There was a flurry of activity around him as the undertakers rapidly pulled on white protective suits, as did the two crime-scene investigators. Then all four ran down the steps to a ledge in the harbour wall and helped the divers wrestle the corpse onto dry land.

The smell hit all of them simultaneously. Glenn turned away, close to retching, and saw Digby react in the same way.

‘Fuck me!’ Digby said, pinching his nose shut.

Glenn pinched his nose shut, too. That putrid-fish stench of death again, but unbearably strong. Looking down at the ledge, he could see why.

The body was in leather motorcycling gear, which had bloated right out. The hands were covered in leather gloves, the feet in boots. Wound several times around the midriff, pinioning the arms and legs was a length of anchor chain, which was also wound and secured around a small concrete breeze block.

The skull, protruding from the collar, and completely bare looked ludicrously small for the body, as if it had been stuck on as some appalling sick joke.

‘Been there three weeks,’ Digby said, grimly. ‘Crabs have picked his head clean.’

‘You reckon that’s Jason Hewett?’ Glenn asked.

‘Want to go and check the body for some ID?’

Glenn swallowed. ‘I’ll get some overalls and gloves.’

Digby said, quietly, ‘Take a good look at him, lad. Remember him, next time life throws you a curve. OK?’

The detective constable stared back at his sergeant, uncertainly. ‘Remember him, Sarge?’

Digby nodded. ‘Just remember him. You’re all chewed up because you think I’m not being fair to you over Cora Burstridge. Next time you think life’s a bitch, just remember how lucky you are that you’re not that sad bastard lying down there.’

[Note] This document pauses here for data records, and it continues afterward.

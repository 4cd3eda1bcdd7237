//! Session — builds the registry and runs ticks.
//!
//! Registration order is fixed here and is what every cross-entity rule
//! relies on: stars under everything, the ship before the producers that
//! test its beams, particles after everything that raises effects, HUD last.

use std::time::Duration;

use crate::audio::{cue, Audio, Logged, Silent};
use crate::config::Config;
use crate::context::{Canvas, SessionStatus, SimContext, Viewport};
use crate::design::{Catalog, CatalogError, DesignKind};
use crate::entities::InputEvent;
use crate::overlay::UiOverlay;
use crate::player::PlayerShip;
use crate::producers::{
    AlienProducer, AsteroidProducer, BossProducer, HealthPackProducer, ModifierProducer,
    ParticleSystem, StarfieldProducer,
};
use crate::progression::Progression;
use crate::registry::{Entity, Registry};

/// What the caller should do after feeding an input event.
#[derive(Clone, Copy, Debug, PartialEq, Eq)]
pub enum Control {
    Continue,
    Quit,
}

pub struct Session {
    registry: Registry,
    ctx: SimContext,
    catalog: Catalog,
    config: Config,
    ticks: u64,
    /// Level shown at the end of the previous tick.
    last_level: u32,
}

impl Session {
    pub fn new(catalog: Catalog, config: Config, viewport: Viewport, seed: u64) -> Result<Self, CatalogError> {
        let audio: Box<dyn Audio> = if config.sound {
            Box::new(Logged)
        } else {
            Box::new(Silent)
        };
        let mut ctx = SimContext::new(viewport, seed, audio);
        ctx.volume = config.volume.clamp(0.0, 1.0);

        let mut session = Self {
            registry: Registry::new(),
            ctx,
            catalog,
            config,
            ticks: 0,
            last_level: 1,
        };
        session.populate()?;
        log::info!(
            "session started: {}x{}, seed {}",
            viewport.width,
            viewport.height,
            seed
        );
        Ok(session)
    }

    /// Fresh progression and a freshly built entity list.
    fn populate(&mut self) -> Result<(), CatalogError> {
        self.ctx.progression = Progression::new(self.config.points_per_level);
        self.ctx.status = SessionStatus::Playing;
        self.ctx.take_effects();
        self.last_level = self.ctx.progression.level();

        let config = &self.config;
        let catalog = &self.catalog;
        let ctx = &mut self.ctx;

        let mut entities: Vec<Box<dyn Entity>> = Vec::new();
        if config.enable_stars {
            entities.push(Box::new(StarfieldProducer::new(config.star_count)));
        }
        entities.push(Box::new(PlayerShip::new(catalog.design(DesignKind::Player)?, ctx)?));
        entities.push(Box::new(AlienProducer::new(catalog, config, &mut ctx.progression)?));
        if config.enable_boss {
            entities.push(Box::new(BossProducer::new(catalog, config, &mut ctx.progression)?));
        }
        if config.enable_asteroids {
            entities.push(Box::new(AsteroidProducer::new(catalog, config, &mut ctx.progression)?));
        }
        if config.enable_health_packs {
            entities.push(Box::new(HealthPackProducer::new(catalog, config)?));
        }
        if config.enable_modifiers {
            entities.push(Box::new(ModifierProducer::new(catalog, config)?));
        }
        entities.push(Box::new(ParticleSystem::new()));
        entities.push(Box::new(UiOverlay::new()));

        self.registry.add_all(entities);
        Ok(())
    }

    /// Clear and repopulate.  Dropping the old entities drops their guns,
    /// which cancels any reload still in flight.
    pub fn restart(&mut self) -> Result<(), CatalogError> {
        log::info!(
            "restart (previous run: score {}, level {})",
            self.ctx.progression.score(),
            self.ctx.progression.level()
        );
        self.registry.remove_all();
        self.populate()
    }

    pub fn handle_input(&mut self, event: InputEvent) -> Result<Control, CatalogError> {
        match event {
            InputEvent::Quit => return Ok(Control::Quit),
            InputEvent::Restart => self.restart()?,
            InputEvent::Pause => match self.ctx.status {
                SessionStatus::Playing => {
                    self.ctx.status = SessionStatus::Paused;
                    self.registry.set_paused(true);
                }
                SessionStatus::Paused => {
                    self.ctx.status = SessionStatus::Playing;
                    self.registry.set_paused(false);
                }
                SessionStatus::GameOver => {}
            },
            _ => {
                if self.ctx.is_playing() {
                    self.registry.dispatch_input(event, &mut self.ctx);
                }
            }
        }
        Ok(Control::Continue)
    }

    /// One tick: clear, update, draw (or draw, update when configured).
    /// Only `Playing` advances the simulation; other states just redraw.
    pub fn tick(&mut self, dt: Duration, canvas: &mut dyn Canvas) {
        canvas.clear();
        let playing = self.ctx.is_playing();
        if playing {
            self.ctx.advance_clock(dt);
            self.ticks += 1;
        }

        if self.config.draw_before_update {
            self.registry.draw_all(&self.ctx, canvas);
            if playing {
                self.registry.update_all(&mut self.ctx);
            }
        } else {
            if playing {
                self.registry.update_all(&mut self.ctx);
            }
            self.registry.draw_all(&self.ctx, canvas);
        }

        let level = self.ctx.progression.level();
        if level > self.last_level {
            self.last_level = level;
            self.ctx.play(cue::LEVEL_UP);
        }

        // Nothing left to consume effects raised after the particle system ran
        self.ctx.take_effects();
    }

    pub fn resize(&mut self, viewport: Viewport) {
        self.ctx.viewport = viewport;
    }

    pub fn registry(&self) -> &Registry {
        &self.registry
    }

    pub fn registry_mut(&mut self) -> &mut Registry {
        &mut self.registry
    }

    pub fn ctx(&self) -> &SimContext {
        &self.ctx
    }

    pub fn ctx_mut(&mut self) -> &mut SimContext {
        &mut self.ctx
    }

    pub fn config(&self) -> &Config {
        &self.config
    }

    pub fn status(&self) -> SessionStatus {
        self.ctx.status
    }

    pub fn ticks(&self) -> u64 {
        self.ticks
    }
}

I don’t think Cora Burstridge was very lucky either, sir
, Glenn wanted to say, but didn’t.

Instead he went, silently, to the crime-scene investigators’ van in search of the protective clothing and face mask they had laid out for him.

Chapter Eighty-one

After his ward round, Michael looked at his list of patient appointments for today, then frowned at his secretary, who was pecking at her keyboard. ‘Terence Goel again? It’s Thursday – he only came on Tuesday. Why the hell’s he coming twice in one week, Thelma?’

In her nervy, defensive manner, she said, ‘Well, you do have several patients who you see twice a week.’

‘I can do without this one today.’

She looked at him with quiet sympathy. ‘I’m sure he needs you, Dr Tennent. All your patients need you very much.’

He felt so drained that he was close to tears. He turned away so she couldn’t see his face.

‘Mrs Teresa Capstick – Miss Capstick’s mother – phoned you about ten minutes ago, wondering if there was any news.’

Crushing a tear with his eyelids, he said, ‘I’ll call her.’ Then he stepped out of her office and into the corridor.

‘Dr Tennent?’ Her tone softened.

He stopped. ‘Yes?’

‘I’m sure that Miss Capstick will turn up safe and well.’

‘I hope.’

‘Shall I send Mrs Gordon in?’

His first patient of the day, Anne Gordon, suffered from desperately low self-esteem. It was nine thirty, and he was fifteen minutes late for her after his drive across London from Detective Constable Roebuck, and a problem in one of his wards. She would be thinking she did not matter to him, and this was why he was keeping her waiting.